JISのイオンクロマトグラフ法による排ガス中の塩化水素分析方法に関する記述として、誤っているものはどれか。

  1. 塩化物イオン、亜硝酸イオン、硝酸イオン、硫酸イオンなどの陰イオンを同時に定量できる。
  2. 試料ガス中に硫化物などの還元性ガスが高濃度に共存するとその影響を受ける。
  3. 試料ガス中の塩化水素の吸収液には、水が使用される。
  4. 塩化物イオン標準液(Cl:1mg/mL)の調製には、塩化カリウムが用いられる。
  5. 検出器には、電気伝導度検出器が使用される。

 

 

 

 

 

正解 (4)

 解 説    

(1)は正しいです。イオンクロマトグラフ法は、塩化水素を測定するための塩化物イオン以外にも、複数のイオン(硫酸イオン、亜硝酸イオン、硝酸イオンなど)を同時に定量することができます。

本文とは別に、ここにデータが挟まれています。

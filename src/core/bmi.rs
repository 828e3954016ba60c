use crate::models::{cluster, BmiCategory, BmiResult};
use thiserror::Error;

/// Errors raised while classifying a height/weight pair
#[derive(Debug, Clone, PartialEq, Error)]
pub enum BmiError {
    #[error("Invalid input: {0}")]
    InvalidInput(String),
}

/// Compute BMI from height in centimetres and weight in kilograms
///
/// Both values must be finite and strictly positive.
pub fn compute_bmi(height_cm: f64, weight_kg: f64) -> Result<f64, BmiError> {
    if !height_cm.is_finite() || height_cm <= 0.0 {
        return Err(BmiError::InvalidInput(format!(
            "height must be a positive number, got {}",
            height_cm
        )));
    }
    if !weight_kg.is_finite() || weight_kg <= 0.0 {
        return Err(BmiError::InvalidInput(format!(
            "weight must be a positive number, got {}",
            weight_kg
        )));
    }

    let height_m = height_cm / 100.0;
    Ok(weight_kg / (height_m * height_m))
}

/// Map a BMI to its category; lower bounds are inclusive
#[inline]
pub fn category_of(bmi: f64) -> BmiCategory {
    if bmi < 18.5 {
        BmiCategory::Underweight
    } else if bmi < 25.0 {
        BmiCategory::Normal
    } else if bmi < 30.0 {
        BmiCategory::Overweight
    } else {
        BmiCategory::Obese
    }
}

/// Daily calorie target for a category
pub fn calorie_target_of(category: BmiCategory) -> &'static str {
    match category {
        BmiCategory::Underweight => "2800–3000 kcal/day",
        BmiCategory::Normal => "2000–2200 kcal/day",
        BmiCategory::Overweight => "1600–1800 kcal/day",
        BmiCategory::Obese => "1200–1500 kcal/day",
    }
}

/// Dataset cluster tags suited to a category
pub fn preferred_clusters_of(category: BmiCategory) -> &'static [&'static str] {
    match category {
        BmiCategory::Underweight => &[cluster::ENERGY_DENSE, cluster::HIGH_CARB],
        BmiCategory::Normal => &[cluster::HIGH_PROTEIN, cluster::HIGH_CARB],
        BmiCategory::Overweight => &[cluster::LOW_CALORIE, cluster::HIGH_PROTEIN],
        BmiCategory::Obese => &[cluster::LOW_CALORIE],
    }
}

/// Full classification: BMI, category and calorie target
pub fn classify(height_cm: f64, weight_kg: f64) -> Result<BmiResult, BmiError> {
    let bmi = compute_bmi(height_cm, weight_kg)?;
    let category = category_of(bmi);

    Ok(BmiResult {
        bmi,
        category,
        calorie_target: calorie_target_of(category),
    })
}

#[cfg(test)]
mod tests {
    use super::*;

    #[test]
    fn test_compute_bmi() {
        let bmi = compute_bmi(170.0, 95.0).unwrap();
        assert!((bmi - 32.8719).abs() < 0.001);
    }

    #[test]
    fn test_rejects_non_positive_height() {
        assert!(matches!(compute_bmi(0.0, 70.0), Err(BmiError::InvalidInput(_))));
        assert!(matches!(compute_bmi(-170.0, 70.0), Err(BmiError::InvalidInput(_))));
    }

    #[test]
    fn test_rejects_bad_weight() {
        assert!(compute_bmi(170.0, 0.0).is_err());
        assert!(compute_bmi(170.0, f64::NAN).is_err());
        assert!(compute_bmi(f64::INFINITY, 70.0).is_err());
    }

    #[test]
    fn test_category_boundaries() {
        assert_eq!(category_of(18.49), BmiCategory::Underweight);
        assert_eq!(category_of(18.5), BmiCategory::Normal);
        assert_eq!(category_of(24.99), BmiCategory::Normal);
        assert_eq!(category_of(25.0), BmiCategory::Overweight);
        assert_eq!(category_of(29.99), BmiCategory::Overweight);
        assert_eq!(category_of(30.0), BmiCategory::Obese);
    }

    #[test]
    fn test_preferred_clusters() {
        assert_eq!(preferred_clusters_of(BmiCategory::Obese), &["Low Calorie"]);
        assert!(preferred_clusters_of(BmiCategory::Underweight).contains(&"Energy Dense"));
        assert!(preferred_clusters_of(BmiCategory::Normal).contains(&"High Protein"));
    }

    #[test]
    fn test_classify_obese() {
        let result = classify(170.0, 95.0).unwrap();
        assert_eq!(result.category, BmiCategory::Obese);
        assert_eq!(result.rounded_bmi(), 32.87);
        assert_eq!(result.calorie_target, "1200–1500 kcal/day");
    }
}
use actix_cors::Cors;
use actix_web::{middleware, web, App, HttpServer};
use bmi_meals::config::{LogFormat, Settings};
use bmi_meals::core::Recommender;
use bmi_meals::routes::{self, AppState};
use bmi_meals::services::Dataset;
use std::sync::Arc;
use tracing::{error, info};
use tracing_subscriber::EnvFilter;

#[actix_web::main]
async fn main() -> std::io::Result<()> {
    // Load .env file if present
    dotenv::dotenv().ok();

    // Load configuration
    let settings = match Settings::load() {
        Ok(settings) => settings,
        Err(e) => {
            eprintln!("Failed to load configuration: {}", e);
            return Err(std::io::Error::new(std::io::ErrorKind::InvalidInput, e.to_string()));
        }
    };

    // Initialize logging
    let filter = EnvFilter::try_from_default_env()
        .unwrap_or_else(|_| EnvFilter::new(&settings.logging.level));

    let subscriber = tracing_subscriber::fmt()
        .with_env_filter(filter)
        .with_target(false)
        .with_level(true);

    match settings.logging.log_format() {
        LogFormat::Pretty => subscriber.pretty().init(),
        LogFormat::Compact => subscriber.compact().init(),
        LogFormat::Json => subscriber.json().init(),
    }

    info!("Starting BMI meals service...");

    // Load the nutrition dataset once; it is read-only from here on
    let dataset = match Dataset::load(&settings.dataset.path).await {
        Ok(dataset) => Arc::new(dataset),
        Err(e) => {
            error!("Failed to load dataset from {}: {}", settings.dataset.path, e);
            return Err(std::io::Error::new(std::io::ErrorKind::Other, e.to_string()));
        }
    };

    if dataset.is_empty() {
        error!("Dataset {} contains no usable rows", settings.dataset.path);
    }

    let app_state = AppState {
        recommender: Recommender::new(dataset),
        display_limit: settings.recommendations.display_limit,
    };

    // Configure HTTP server
    let host = settings.server.host.clone();
    let port = settings.server.port;
    let workers = settings.server.workers.unwrap_or(4);

    info!("Starting HTTP server on {}:{}", host, port);

    HttpServer::new(move || {
        let cors = Cors::permissive();

        App::new()
            .app_data(web::Data::new(app_state.clone()))
            .wrap(cors)
            .wrap(middleware::Logger::default())
            .wrap(middleware::Compress::default())
            .configure(routes::configure_routes)
    })
    .workers(workers)
    .bind((host, port))?
    .run()
    .await
}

(2)も正しいです。記述の通り、試料ガス中に硫化物などの還元性ガスが高濃度に共存すると影響を受けます。

(3)も正しいです。排ガス中の塩化水素分析の方法は、イオンクロマトグラフ法、硝酸銀滴定法、イオン電極法の3種類がありますが、以下のようにそれぞれ吸収液が異なっています。吸収液が問われることはよくあるので、しっかりと区別して押さえておきたいところです。

  • イオンクロマトグラフ法:水
  • 硝酸銀滴定法:水酸化ナトリウム溶液
  • イオン電極法:硝酸カリウム溶液

(4)について、塩化物イオン標準液の調製に用いられるのは、「塩化カリウム」ではなく「塩化ナトリウム」です。よって、これが誤りであり、正解は(4)となります。

(5)は正しいです。イオンクロマトグラフ法の検出器は、電気伝導度検出器です。ただし、出題頻度から見ると、これはややマイナーな知識だといえます。

以上から、正解は(4)となります。